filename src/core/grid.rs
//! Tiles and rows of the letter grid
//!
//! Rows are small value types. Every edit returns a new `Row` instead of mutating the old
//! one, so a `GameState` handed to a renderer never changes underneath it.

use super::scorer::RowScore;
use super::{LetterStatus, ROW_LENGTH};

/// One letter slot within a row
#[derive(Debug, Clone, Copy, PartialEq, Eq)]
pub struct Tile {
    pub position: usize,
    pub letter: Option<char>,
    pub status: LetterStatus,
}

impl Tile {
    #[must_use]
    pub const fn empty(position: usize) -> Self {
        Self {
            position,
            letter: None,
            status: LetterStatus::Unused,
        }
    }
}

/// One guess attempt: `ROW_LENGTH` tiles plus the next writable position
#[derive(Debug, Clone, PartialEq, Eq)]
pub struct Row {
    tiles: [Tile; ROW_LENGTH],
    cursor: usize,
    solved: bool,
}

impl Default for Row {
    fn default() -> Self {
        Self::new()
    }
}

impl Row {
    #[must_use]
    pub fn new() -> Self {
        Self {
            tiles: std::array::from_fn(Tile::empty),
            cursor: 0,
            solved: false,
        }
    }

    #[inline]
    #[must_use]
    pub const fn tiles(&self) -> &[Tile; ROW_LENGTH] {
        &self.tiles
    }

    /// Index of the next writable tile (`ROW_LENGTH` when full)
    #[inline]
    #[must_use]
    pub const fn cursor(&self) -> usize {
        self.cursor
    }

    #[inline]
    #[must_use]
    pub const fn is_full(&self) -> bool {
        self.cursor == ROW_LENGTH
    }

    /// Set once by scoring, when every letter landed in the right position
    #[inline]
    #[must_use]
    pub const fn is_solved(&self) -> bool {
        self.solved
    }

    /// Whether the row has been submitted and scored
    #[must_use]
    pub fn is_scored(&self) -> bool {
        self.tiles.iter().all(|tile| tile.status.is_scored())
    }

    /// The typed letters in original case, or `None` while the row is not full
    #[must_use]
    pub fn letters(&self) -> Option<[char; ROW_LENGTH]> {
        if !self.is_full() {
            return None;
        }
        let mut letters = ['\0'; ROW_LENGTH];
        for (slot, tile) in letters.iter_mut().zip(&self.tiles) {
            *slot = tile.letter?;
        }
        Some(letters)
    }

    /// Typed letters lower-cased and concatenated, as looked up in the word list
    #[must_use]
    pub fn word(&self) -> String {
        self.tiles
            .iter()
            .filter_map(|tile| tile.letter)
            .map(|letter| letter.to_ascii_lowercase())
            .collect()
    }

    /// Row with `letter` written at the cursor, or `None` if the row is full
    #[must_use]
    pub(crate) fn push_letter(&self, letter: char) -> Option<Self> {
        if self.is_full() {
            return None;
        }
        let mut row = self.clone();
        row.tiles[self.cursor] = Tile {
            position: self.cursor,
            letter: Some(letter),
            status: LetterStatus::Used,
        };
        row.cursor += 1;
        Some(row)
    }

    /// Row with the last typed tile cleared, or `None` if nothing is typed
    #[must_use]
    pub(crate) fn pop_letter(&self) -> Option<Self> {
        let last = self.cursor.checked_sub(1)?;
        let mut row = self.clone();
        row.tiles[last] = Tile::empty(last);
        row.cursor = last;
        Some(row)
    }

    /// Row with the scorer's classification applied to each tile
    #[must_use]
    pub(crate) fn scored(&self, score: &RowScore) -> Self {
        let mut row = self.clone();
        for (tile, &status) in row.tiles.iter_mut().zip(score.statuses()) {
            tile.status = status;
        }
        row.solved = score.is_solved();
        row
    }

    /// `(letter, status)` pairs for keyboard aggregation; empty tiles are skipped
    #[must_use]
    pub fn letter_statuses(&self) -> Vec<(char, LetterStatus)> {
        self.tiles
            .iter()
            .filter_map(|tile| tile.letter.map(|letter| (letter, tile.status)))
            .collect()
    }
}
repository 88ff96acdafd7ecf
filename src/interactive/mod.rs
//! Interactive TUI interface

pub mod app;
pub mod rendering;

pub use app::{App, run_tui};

○ ○ ○ ○ ○ ○ ○

## [Prompt]
Every line from the data above that contains "writable" must appear in the answer.

## [Result below]
/// One guess attempt: `ROW_LENGTH` tiles plus the next writable position
    /// Index of the next writable tile (`ROW_LENGTH` when full)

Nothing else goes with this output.